Eyewitness accounts
Sudip Mazumdar, Journalist
The police commissioner, SC Tandon, was briefing the press
(about 10 Indian reporters and five foreign journalists) in his office on
November 6, at 5 p.m. A reporter asked him to comment on the large number
of complaints about local Congress MPs and lightweights trying to pressure
the police to get their men released. The police commissioner totally
denied the allegation and when questioned further, he categorically stated
that he had never received any calls or visits by any Congress or for that
matter any political leader trying to influence him or his force. Just as
he finished uttering these words, Jagdish Tytler, Congress MP from Sadar
constituency, barged into the police commissioner’s office along with
three other followers and at the top of his voice demanded of the police
commissioner: "What is this Mr Tandon? You still have not done what I
asked you to do?"
The reporters were amused, the police commissioner
embarrassed. Tytler kept on shouting and a reporter asked the police
commissioner to ask that ‘shouting man’ to wait outside since a press
conference was on. Tytler shouted at the reporter: "This is more
important!" However, the reporter told the police commissioner that if
Tytler wanted to sit in the office, he would be welcome but a lot of
questions regarding his involvement would also be asked and he was welcome
to hear them. Tytler was fuming. Perhaps realising the faux pas, he sat
down and said, "By holding my men you are hampering relief work." Then he
boasted to some foreign reporters that "There is not a single refugee in
any camp in my constituency. I have made sure that they are given
protection and sent back home." However, the incident left the police
commissioner speechless and the reporters convinced about the
Congress(I)’s interference in police work.
Written complaint by journalist Rahul Bedi of The
Indian Express against three senior Delhi police officers, dated
November 5, 1984 and addressed to the police commissioner of Delhi (with a
copy also being sent to the lieutenant governor)
Following our meeting in your room at the police
headquarters on Sunday, November 4, I wish to register a complaint of
criminal negligence against Mr HC Jatav, IPS, additional commissioner of
police, Delhi, Mr Nikhil Kumar, IPS, additional commissioner of police,
Delhi, and Mr Seva Das, IPS, deputy commissioner of police (DCP), East
District, for being responsible through their apathy and severe
dereliction of duty for the massacre in Trilokpuri where over 350 persons
were slaughtered in a carnage lasting over 30 hours, ending on the evening
of November 2. You agreed to look into the matter.
The official figure of the number of dead is 95 in
Trilokpuri.

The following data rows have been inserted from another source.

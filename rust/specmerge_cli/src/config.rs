use serde::{
    Deserialize,
    Serialize,
};
use specmerge::models::ModificationEntry;
use specmerge::ImportConfig;
use std::path::PathBuf;

#[derive(Debug, Serialize, Deserialize, Clone)]
pub struct Config {
    #[serde(default)]
    pub result_files: Vec<PathBuf>,
    pub sequence_index: Option<SequenceIndexConfig>,
    /// Canonical modifications enabled for the run.
    #[serde(default)]
    pub modifications: Vec<ModificationEntry>,
    #[serde(default)]
    pub import: ImportConfig,
    pub output: Option<OutputConfig>,
}

#[derive(Debug, Serialize, Deserialize, Clone)]
pub struct SequenceIndexConfig {
    pub path: PathBuf,
    #[serde(default = "default_decoy_tag")]
    pub decoy_tag: String,
}

fn default_decoy_tag() -> String {
    "rev_".to_string()
}

#[derive(Debug, Serialize, Deserialize, Clone)]
pub struct OutputConfig {
    pub directory: PathBuf,
}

The following are the details of the negligence:
1. On learning of the massacre on [the morning of]
November 2, I along with Mr Joseph Maliakan, reporters, Indian Express
newspaper, rushed to Trilokpuri at 2 p.m. Around 500 metres away from
Block 32 we met a police rider and a constable coming from the block where
the killings were still taking place.
Stopping the rider and asking him what was going on inside
the block, he told us that the situation was quiet. Only two people had
been killed, he said.
2. On going further, our car was blocked by an angry mob
which stoned us and told us to leave or face the consequences. Block 32,
they said, was out of bounds.
3. We went to the local Kalyanpuri police station, looking
after Trilokpuri, and asked the subinspector on duty for help in getting
into the beleaguered block around 3.30 p.m. The police officer said that
all was quiet in Trilokpuri as his rider had reported the same to him.
Besides, he said, he was short of men.
4. After seeking army patrols in vain, we arrived at the
police headquarters at 5 p.m. Mr Nikhil Kumar, manning the telephones in
your room, was told of the situation. He called the central control room,
two floors above. Mr Nikhil Kumar did nothing to ensure that a force had
been sent other than make the telephone call to the control room. He asked
the control room to inform the captain on duty inside the control room.
5. On reaching Trilokpuri at 6.05 p.m., we found the
Kalyanpuri station house officer (SHO), Mr SV Singh, accompanied by two
constables, arriving in a Matador van. Mr SV Singh said that he had
radioed his senior officers, specially his DCP, Seva Das. The DCP was
nowhere in sight till after 7 p.m.
6. On returning to the police headquarters, we were told
by Mr Nikhil Kumar that he had done his job by informing the control room.
Meanwhile, Mr Jatav, returning from a tour of the Trans-Jamuna
areas, including Kalyanpuri police station area (which includes Trilokpuri),
arrived in your room and declared that ‘calm’ prevailed in his area. His
DCP, Seva Das, he said, confirmed this.
7. When we stressed the urgency of the situation, Mr Jatav
inquired of Mr Nikhil Kumar as to why he had not been told of the
emergency, as he was in his office, a floor above, at 5 p.m. when the
latter had merely called the control room. Mr Nikhil Kumar had no answer
other than parroting the fact that he had called the control room.
8. Mr Jatav arrived at the spot around 7.45 p.m., over 30
hours after the killing began on November 1, around 10 a.m.
I hope suitable action is taken against these police
officers who through dereliction of duty became accessories to the
butchering.
(Excerpted from ‘Who are the Guilty?’, Report of a joint
inquiry into the causes and impact of the riots in Delhi from 31 October
to 10 November 1984, PUCL-PUDR, Delhi, November 1984.)